Well let's break it down. All the numbers that are multiples of 3 or 5 under 10 are 3, 5, 6 and 9. Or in other words, 3, 5, 6 and 9 are the only numbers (under 10) that are divisible by 3 or 5 and leave no remainder behind.

So now we have to find all the numbers under 1000 that satisfy the same requirement. And then sum those numbers.

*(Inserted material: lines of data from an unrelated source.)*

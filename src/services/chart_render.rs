//! SVG rendering of a built chart series.
//!
//! Prices draw on the primary axis, total volume on a secondary axis that
//! is only drawn when the viewer toggles it on. The series itself always
//! carries the volume data; hiding is purely presentational.

use chrono::Duration;
use plotters::prelude::*;

use crate::models::chart::{
    ChartSeries, HIGH_PRICE_LABEL, LOW_PRICE_LABEL, PRICE_AXIS_TITLE, VOLUME_AXIS_TITLE,
    VOLUME_LABEL,
};

pub const DEFAULT_WIDTH: u32 = 900;
pub const DEFAULT_HEIGHT: u32 = 500;

pub fn render_svg(
    series: &ChartSeries,
    width: u32,
    height: u32,
    show_volume: bool,
) -> Result<String, String> {
    let points = &series.points;
    if points.is_empty() {
        return Err("Chart series contains no points".to_string());
    }

    // Axis ranges, padded so a flat or single-point series still draws.
    let mut x_min = points[0].date_time;
    let mut x_max = points[0].date_time;
    let mut price_min = f64::INFINITY;
    let mut price_max = f64::NEG_INFINITY;
    let mut volume_max = 0.0f64;
    for point in points {
        x_min = x_min.min(point.date_time);
        x_max = x_max.max(point.date_time);
        price_min = price_min.min(point.avg_high_price).min(point.avg_low_price);
        price_max = price_max.max(point.avg_high_price).max(point.avg_low_price);
        volume_max = volume_max.max(point.total_volume);
    }
    if x_min == x_max {
        x_min = x_min - Duration::days(1);
        x_max = x_max + Duration::days(1);
    }
    let price_range = (price_max - price_min).max(1e-8);
    let padding = price_range * 0.1;
    let y_min = (price_min - padding).max(0.0);
    let y_max = price_max + padding;
    let volume_top = (volume_max * 1.1).max(1.0);

    let mut buf = String::new();
    {
        let root = SVGBackend::with_string(&mut buf, (width, height)).into_drawing_area();
        root.fill(&WHITE)
            .map_err(|e| format!("Failed to fill canvas: {}", e))?;

        let mut chart = ChartBuilder::on(&root)
            .caption(series.title(), ("sans-serif", 28.0).into_font())
            .margin(15)
            .x_label_area_size(40)
            .y_label_area_size(60)
            .right_y_label_area_size(if show_volume { 60 } else { 0 })
            .build_cartesian_2d(RangedDateTime::from(x_min..x_max), y_min..y_max)
            .map_err(|e| format!("Failed to build chart: {}", e))?
            .set_secondary_coord(RangedDateTime::from(x_min..x_max), 0.0..volume_top);

        chart
            .configure_mesh()
            .x_desc("Date Time")
            .y_desc(PRICE_AXIS_TITLE)
            .draw()
            .map_err(|e| format!("Failed to draw mesh: {}", e))?;

        if show_volume {
            chart
                .configure_secondary_axes()
                .y_desc(VOLUME_AXIS_TITLE)
                .draw()
                .map_err(|e| format!("Failed to draw secondary axis: {}", e))?;
        }

        chart
            .draw_series(LineSeries::new(
                points.iter().map(|p| (p.date_time, p.avg_high_price)),
                &BLUE,
            ))
            .map_err(|e| format!("Failed to draw high price series: {}", e))?
            .label(HIGH_PRICE_LABEL)
            .legend(|(x, y)| PathElement::new(vec![(x, y), (x + 20, y)], &BLUE));

        chart
            .draw_series(LineSeries::new(
                points.iter().map(|p| (p.date_time, p.avg_low_price)),
                &RED,
            ))
            .map_err(|e| format!("Failed to draw low price series: {}", e))?
            .label(LOW_PRICE_LABEL)
            .legend(|(x, y)| PathElement::new(vec![(x, y), (x + 20, y)], &RED));

        if show_volume {
            chart
                .draw_secondary_series(LineSeries::new(
                    points.iter().map(|p| (p.date_time, p.total_volume)),
                    &GREEN,
                ))
                .map_err(|e| format!("Failed to draw volume series: {}", e))?
                .label(VOLUME_LABEL)
                .legend(|(x, y)| PathElement::new(vec![(x, y), (x + 20, y)], &GREEN));
        }

        chart
            .configure_series_labels()
            .background_style(&WHITE.mix(0.8))
            .border_style(&BLACK)
            .draw()
            .map_err(|e| format!("Failed to draw legend: {}", e))?;

        root.present()
            .map_err(|e| format!("Failed to render chart: {}", e))?;
    }

    Ok(buf)
}
use std::fmt::Write;

use crate::views::{escape_html, page_shell};

/// The item-selection form. Submitting redirects to the graph view.
pub fn render(items: &[String]) -> String {
    let mut body = String::new();
    body.push_str("<h1>Item Search</h1>\n");
    body.push_str("<nav><a href=\"/\">Back to table</a></nav>\n");
    body.push_str("<form method=\"post\" action=\"/item-search\">\n");
    body.push_str("<label>Item <select name=\"item_name\">\n");
    for item in items {
        let name = escape_html(item);
        let _ = write!(body, "<option value=\"{name}\">{name}</option>\n");
    }
    body.push_str(
        "</select></label>\n\
         <button type=\"submit\">View graph</button>\n\
         </form>\n",
    );
    page_shell("Item Search", &body)
}
use crate::models::dataset::Dataset;

/// Distinct non-missing item names, ascending. Recomputed per request.
pub fn list_items(dataset: &Dataset) -> Vec<String> {
    let mut names: Vec<String> = dataset
        .rows
        .iter()
        .filter_map(|row| row.item_name.clone())
        .collect();
    names.sort();
    names.dedup();
    names
}
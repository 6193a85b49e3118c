use std::fmt::Write;

use crate::models::chart::ChartSeries;
use crate::views::{escape_html, page_shell};

/// The graph page: the rendered SVG plus a link that toggles the
/// secondary volume axis on or off.
pub fn render(series: &ChartSeries, svg: &str, show_volume: bool) -> String {
    let mut body = String::new();
    let _ = write!(body, "<h1>{}</h1>\n", escape_html(&series.title()));

    let encoded = urlencoding::encode(&series.item_name);
    body.push_str("<nav><a href=\"/item-search\">Pick another item</a>");
    if show_volume {
        let _ = write!(
            body,
            "<a href=\"/display-graph?item_name={}\">Hide volume</a>",
            encoded
        );
    } else {
        let _ = write!(
            body,
            "<a href=\"/display-graph?item_name={}&amp;volume=1\">Show volume</a>",
            encoded
        );
    }
    body.push_str("</nav>\n");

    // The SVG comes from our own renderer, not from user input.
    body.push_str(svg);
    body.push('\n');

    page_shell(&series.title(), &body)
}
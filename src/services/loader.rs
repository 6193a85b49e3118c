//! Startup dataset loading.
//!
//! Reads the price-history CSV and the item-metadata CSV, null-fills the
//! numeric columns, derives `dateTime` from `unixTime`, and left-joins the
//! item names onto the price rows. Any failure here is fatal: serving a
//! partially loaded or unjoined dataset would silently show wrong data.

use std::collections::HashMap;
use std::path::Path;

use chrono::DateTime;
use csv::ReaderBuilder;
use serde::Deserialize;
use thiserror::Error;

use crate::models::dataset::{Dataset, PriceRow};

#[derive(Debug, Error)]
pub enum LoadError {
    #[error("failed to read {path}: {source}")]
    Csv { path: String, source: csv::Error },

    #[error("{path} record {record}: item id '{value}' is not numeric")]
    InvalidItemId {
        path: String,
        record: usize,
        value: String,
    },

    #[error("{path} record {record}: unix timestamp {value} is out of range")]
    TimestampOutOfRange {
        path: String,
        record: usize,
        value: i64,
    },
}

/// Raw price row as it appears in the CSV. Numeric fields are optional so
/// empty cells can be normalized to zero before anything computes on them.
#[derive(Debug, Deserialize)]
struct RawPriceRecord {
    #[serde(rename = "unixTime")]
    unix_time: Option<i64>,
    #[serde(rename = "itemId")]
    item_id: Option<i64>,
    #[serde(rename = "avgHighPrice")]
    avg_high_price: Option<f64>,
    #[serde(rename = "avgLowPrice")]
    avg_low_price: Option<f64>,
    #[serde(rename = "highPriceVolume")]
    high_price_volume: Option<f64>,
    #[serde(rename = "lowPriceVolume")]
    low_price_volume: Option<f64>,
}

#[derive(Debug, Deserialize)]
struct RawItemRecord {
    #[serde(rename = "ID")]
    id: String,
    #[serde(rename = "Item Name")]
    item_name: Option<String>,
}

/// Load and join both files into the in-memory dataset.
pub fn load_dataset(prices_path: &Path, items_path: &Path) -> Result<Dataset, LoadError> {
    let item_names = load_item_names(items_path)?;

    let path = prices_path.display().to_string();
    let mut reader = ReaderBuilder::new()
        .from_path(prices_path)
        .map_err(|source| LoadError::Csv {
            path: path.clone(),
            source,
        })?;

    let mut rows = Vec::new();
    for (record, result) in reader.deserialize().enumerate() {
        let raw: RawPriceRecord = result.map_err(|source| LoadError::Csv {
            path: path.clone(),
            source,
        })?;

        let unix_time = raw.unix_time.unwrap_or(0);
        let date_time = DateTime::from_timestamp(unix_time, 0)
            .ok_or_else(|| LoadError::TimestampOutOfRange {
                path: path.clone(),
                record,
                value: unix_time,
            })?
            .naive_utc();

        let item_id = raw.item_id.unwrap_or(0);
        rows.push(PriceRow {
            unix_time,
            item_id,
            avg_high_price: raw.avg_high_price.unwrap_or(0.0),
            avg_low_price: raw.avg_low_price.unwrap_or(0.0),
            high_price_volume: raw.high_price_volume.unwrap_or(0.0),
            low_price_volume: raw.low_price_volume.unwrap_or(0.0),
            date_time,
            item_name: item_names.get(&item_id).cloned(),
        });
    }

    let matched = rows.iter().filter(|r| r.item_name.is_some()).count();
    tracing::info!(
        "Loaded {} price rows from {} ({} matched an item name)",
        rows.len(),
        path,
        matched
    );
    if let Some(first) = rows.first() {
        tracing::debug!("First row: {:?}", first);
    }

    Ok(Dataset { rows })
}

/// Read the metadata file into an id -> name map. Rows with an empty name
/// cell are skipped, so unmatched and unnamed ids both join as missing.
fn load_item_names(items_path: &Path) -> Result<HashMap<i64, String>, LoadError> {
    let path = items_path.display().to_string();
    let mut reader = ReaderBuilder::new()
        .from_path(items_path)
        .map_err(|source| LoadError::Csv {
            path: path.clone(),
            source,
        })?;

    let mut names = HashMap::new();
    for (record, result) in reader.deserialize().enumerate() {
        let raw: RawItemRecord = result.map_err(|source| LoadError::Csv {
            path: path.clone(),
            source,
        })?;

        let id: i64 = raw
            .id
            .trim()
            .parse()
            .map_err(|_| LoadError::InvalidItemId {
                path: path.clone(),
                record,
                value: raw.id.clone(),
            })?;

        if let Some(name) = raw.item_name.filter(|n| !n.is_empty()) {
            names.insert(id, name);
        }
    }

    tracing::info!("Loaded {} item names from {}", names.len(), path);
    Ok(names)
}
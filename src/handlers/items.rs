use axum::Form;
use axum::extract::State;
use axum::response::{Html, Redirect};
use serde::Deserialize;

use crate::AppState;
use crate::services::catalog;
use crate::views;

/// GET /item-search: the sorted item list in a selection form.
pub async fn item_search(State(state): State<AppState>) -> Html<String> {
    let items = catalog::list_items(&state.dataset);
    Html(views::item_search::render(&items))
}

#[derive(Debug, Deserialize)]
pub struct ItemSearchForm {
    pub item_name: String,
}

/// POST /item-search: redirect to the graph view for the chosen item.
pub async fn item_search_submit(Form(form): Form<ItemSearchForm>) -> Redirect {
    Redirect::to(&format!(
        "/display-graph?item_name={}",
        urlencoding::encode(&form.item_name)
    ))
}
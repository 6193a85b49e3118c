use std::collections::HashMap;

use crate::models::dataset::{Column, PriceRow};

/// Per-column substring filters, lowercased once at construction.
/// Columns without a non-empty pattern impose no constraint.
#[derive(Debug, Clone, Default)]
pub struct FilterSpec {
    patterns: Vec<(Column, String)>,
}

impl FilterSpec {
    /// Build from a posted form. Only recognized column names participate;
    /// other fields (the sort controls ride in the same body) are ignored.
    pub fn from_form(form: &HashMap<String, String>) -> FilterSpec {
        let mut patterns = Vec::new();
        for column in Column::ALL {
            if let Some(pattern) = form.get(column.name()) {
                if !pattern.is_empty() {
                    patterns.push((column, pattern.to_lowercase()));
                }
            }
        }
        FilterSpec { patterns }
    }

    pub fn is_empty(&self) -> bool {
        self.patterns.is_empty()
    }

    /// True when every filtered column's stringified value contains its
    /// pattern, case-insensitively. Missing values never match.
    pub fn matches(&self, row: &PriceRow) -> bool {
        self.patterns.iter().all(|(column, pattern)| {
            let value = row.value(*column);
            if value.is_missing() {
                return false;
            }
            value.to_string().to_lowercase().contains(pattern)
        })
    }
}

#[derive(Debug, Clone, Copy, PartialEq, Eq)]
pub enum SortOrder {
    Asc,
    Desc,
}

#[derive(Debug, Clone, Copy)]
pub struct SortSpec {
    pub column: Column,
    pub order: SortOrder,
}

/// One rendered page of the table: the slice of rows plus the column list
/// the header is built from.
#[derive(Debug)]
pub struct TablePage<'a> {
    pub columns: Vec<&'static str>,
    pub rows: Vec<&'a PriceRow>,
    pub page: usize,
    pub total_rows: usize,
}
use std::env;
use std::path::Path;
use std::sync::Arc;

use ge_market_backend::services::loader;
use ge_market_backend::{AppState, router};
use tracing_subscriber::{layer::SubscriberExt, util::SubscriberInitExt};

#[tokio::main]
async fn main() {
    // Initialize tracing
    tracing_subscriber::registry()
        .with(
            tracing_subscriber::EnvFilter::try_from_default_env()
                .unwrap_or_else(|_| "info,ge_market_backend=debug".into()),
        )
        .with(tracing_subscriber::fmt::layer())
        .init();

    // Load environment variables
    dotenvy::dotenv().ok();

    let prices_csv =
        env::var("GE_PRICES_CSV").unwrap_or_else(|_| "deadman_apocalypse.csv".to_string());
    let items_csv = env::var("GE_ITEMS_CSV").unwrap_or_else(|_| "ItemID.csv".to_string());

    // Load and join the dataset; a broken file aborts startup.
    tracing::info!("Loading market data from {} + {}...", prices_csv, items_csv);
    let dataset = loader::load_dataset(Path::new(&prices_csv), Path::new(&items_csv))
        .expect("Failed to load market dataset");

    let state = AppState {
        dataset: Arc::new(dataset),
    };

    let app = router(state);

    // Start server
    let bind_addr = env::var("BIND_ADDR").unwrap_or_else(|_| "0.0.0.0:3000".to_string());
    let listener = tokio::net::TcpListener::bind(&bind_addr)
        .await
        .expect("Failed to bind listen address");

    tracing::info!("Server listening on {}", listener.local_addr().unwrap());

    axum::serve(listener, app).await.unwrap();
}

At first thought I suppose it would be easy enough to create a loop that goes through each possibility and adds the number to a list if it passes the divisible test.

Something like this:

List<int> multiples = new List<int>();
for (int i = 1; i < 1000; i++)
{
if ((i % 3 == 0) || (i % 5 == 0))
{
multiples.Add(i);
}
}
return multiples.Sum();

Simple enough right? Well yes and for this simple type of problem, it won't really have any affect on performance. However, I wanted the least amount of lines as possible. I had recently discovered the wonderful world of lambda expressions and I feel that I should use them as often as I can. (for better or for worse)

So here is my solution:

return Enumerable.Range(1, 999).Where(i => (i % 3).Equals(0) || (i % 5).Equals(0)).Sum();

Ah. Enumerables. By using the 'Range' extension I can retrieve an enumerable list of ints to select from. The 'Where' extension method will ensure that I only retrieve the numbers that are multiples of 3 or 5. And finally, the 'Sum' extension will return the sum of all the numbers left.

Or if we want to get really fancy, we could create a lambda function delegate to make things a bit more readable:

Func<int, int, bool> IsMultiple = (int i, int j) => (i % j).Equals(0);
return Enumerable.Range(1, 999).Where(i => IsMultiple(i, 3) || IsMultiple(i, 5)).Sum();

However, the previous solution will do in this case.

Simple and concise. KISS principle in action.